Match the voice to the picture!


Peter Dinklage



He's tiny, angry and talented. What more do you want? There is a limit to how much effort I am willing to put into this feature, you know.

Match the voice to the picture!


Nick Offerman



Admittedly, the man behind Ron Swanson does have a visual advantage with his fine face fuzz - it helps me get into a raccoon mindset - but Offerman's vocals are sardonic and iconic. Do raccoons eat bacon and eggs? I think they do. Advantage: Swanson Offerman.

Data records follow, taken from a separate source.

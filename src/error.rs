//! Error types for the analysis pipeline

use std::path::PathBuf;
use thiserror::Error;

use crate::plots::PlotError;

/// Errors that abort an analysis run
#[derive(Error, Debug)]
pub enum AnalysisError {
    #[error("I/O error on {}: {source}", path.display())]
    Io {
        path: PathBuf,
        #[source]
        source: std::io::Error,
    },

    #[error("Malformed CSV in {file} at line {line}: {message}")]
    Csv {
        file: String,
        line: usize,
        message: String,
    },

    #[error("Missing column '{column}' in {file}")]
    MissingColumn { file: String, column: String },

    #[error("Invalid number in column '{column}' at row {row}: '{value}'")]
    InvalidNumber {
        column: String,
        row: usize,
        value: String,
    },

    #[error("Insufficient data for {what}: need at least {required} values, got {actual}")]
    InsufficientData {
        what: String,
        required: usize,
        actual: usize,
    },

    #[error("Statistics error: {0}")]
    Statistics(String),

    #[error("Invalid configuration: {0}")]
    Config(String),

    #[error(transparent)]
    Plot(#[from] PlotError),
}

impl AnalysisError {
    /// Wrap an I/O error with the path it happened on
    pub fn io(path: impl Into<PathBuf>, source: std::io::Error) -> Self {
        Self::Io {
            path: path.into(),
            source,
        }
    }
}

/// Result type for analysis operations
pub type Result<T> = std::result::Result<T, AnalysisError>;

Match the voice to the picture!


Idris Elba



He's great at shouting, he can do a US accent and he's smoked enough clown-ass motherfuckers in The Wire to prove his hardness. Also he's starred opposite Nicolas Cage in Ghost Rider 2 so voicing an intergalactic raccoon with an automatic weapon is a fairly normal day on set for him.

Match the voice to the picture!


Bobcat Goldthwait



Listen to the sound file below, stare at the raccoon picture and tell me honestly you still think that noise came from a human being.

Match the voice to the picture!


Frank Welker



Why? Oh, maybe something to do with his 697 voice credits on IMDb; a number which rises faster every week than my own Twitter followers. He's Scooby-Doo, Megatron, Nibbler, Slimer from Ghostbusters and Uni from Dungeons & Dragons? Sod Rocket Raccoon, I want him to be my Dad.

Match the voice to the picture!


Ooh, ooh! What about Tom Waits? Let's pretend I went to the effort of finding a picture and sound file of him too.